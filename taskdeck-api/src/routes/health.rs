/// Health check endpoint
///
/// Verifies the server is running and the database is reachable.
///
/// # Endpoint
///
/// ```text
/// GET /health
/// ```
///
/// # Response
///
/// ```json
/// {
///   "status": "healthy",
///   "version": "0.1.0",
///   "database": "connected"
/// }
/// ```

use crate::{app::AppState, error::ApiResult};
use axum::{extract::State, Json};
use serde::{Deserialize, Serialize};

/// Health check response
#[derive(Debug, Serialize, Deserialize)]
pub struct HealthResponse {
    /// Service status
    pub status: String,

    /// Application version
    pub version: String,

    /// Database status
    pub database: String,
}

/// Health check handler
pub async fn health_check(State(state): State<AppState>) -> ApiResult<Json<HealthResponse>> {
    let database_status = match sqlx::query("SELECT 1").fetch_one(&state.db).await {
        Ok(_) => "connected",
        Err(_) => "disconnected",
    };

    Ok(Json(HealthResponse {
        status: if database_status == "connected" {
            "healthy".to_string()
        } else {
            "degraded".to_string()
        },
        version: env!("CARGO_PKG_VERSION").to_string(),
        database: database_status.to_string(),
    }))
}
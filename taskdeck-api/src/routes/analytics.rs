/// Analytics endpoints
///
/// # Endpoints
///
/// - `GET /api/analytics/summary` - Aggregate counts for the caller's
///   tasks: total, added this week, completed this week, completed today

use crate::{app::AppState, envelope::Envelope, error::ApiResult};
use axum::{extract::State, Extension, Json};
use taskdeck_shared::{auth::middleware::AuthContext, models::task::{AnalyticsSummary, Task}};

/// Aggregate task counts for the authenticated owner
pub async fn summary(
    State(state): State<AppState>,
    Extension(auth): Extension<AuthContext>,
) -> ApiResult<Json<Envelope<AnalyticsSummary>>> {
    let summary = Task::analytics_summary(&state.db, auth.user_id).await?;

    Ok(Json(Envelope::new(summary)))
}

—————

> Exercise goal
Give the data again, exactly as it appears above.

> Output
filename taskdeck-api/src/routes/health.rs
/// Health check endpoint
///
/// Verifies the server is running and the database is reachable.
///
/// # Endpoint
///
/// ```text
/// GET /health
/// ```
///
/// # Response
///
/// ```json
/// {
///   "status": "healthy",
///   "version": "0.1.0",
///   "database": "connected"
/// }
/// ```

use crate::{app::AppState, error::ApiResult};
use axum::{extract::State, Json};
use serde::{Deserialize, Serialize};

/// Health check response
#[derive(Debug, Serialize, Deserialize)]
pub struct HealthResponse {
    /// Service status
    pub status: String,

    /// Application version
    pub version: String,

    /// Database status
    pub database: String,
}

/// Health check handler
pub async fn health_check(State(state): State<AppState>) -> ApiResult<Json<HealthResponse>> {
    let database_status = match sqlx::query("SELECT 1").fetch_one(&state.db).await {
        Ok(_) => "connected",
        Err(_) => "disconnected",
    };

    Ok(Json(HealthResponse {
        status: if database_status == "connected" {
            "healthy".to_string()
        } else {
            "degraded".to_string()
        },
        version: env!("CARGO_PKG_VERSION").to_string(),
        database: database_status.to_string(),
    }))
}
filename taskdeck-api/src/routes/analytics.rs
/// Analytics endpoints
///
/// # Endpoints
///
/// - `GET /api/analytics/summary` - Aggregate counts for the caller's
///   tasks: total, added this week, completed this week, completed today

use crate::{app::AppState, envelope::Envelope, error::ApiResult};
use axum::{extract::State, Extension, Json};
use taskdeck_shared::{auth::middleware::AuthContext, models::task::{AnalyticsSummary, Task}};

/// Aggregate task counts for the authenticated owner
pub async fn summary(
    State(state): State<AppState>,
    Extension(auth): Extension<AuthContext>,
) -> ApiResult<Json<Envelope<AnalyticsSummary>>> {
    let summary = Task::analytics_summary(&state.db, auth.user_id).await?;

    Ok(Json(Envelope::new(summary)))
}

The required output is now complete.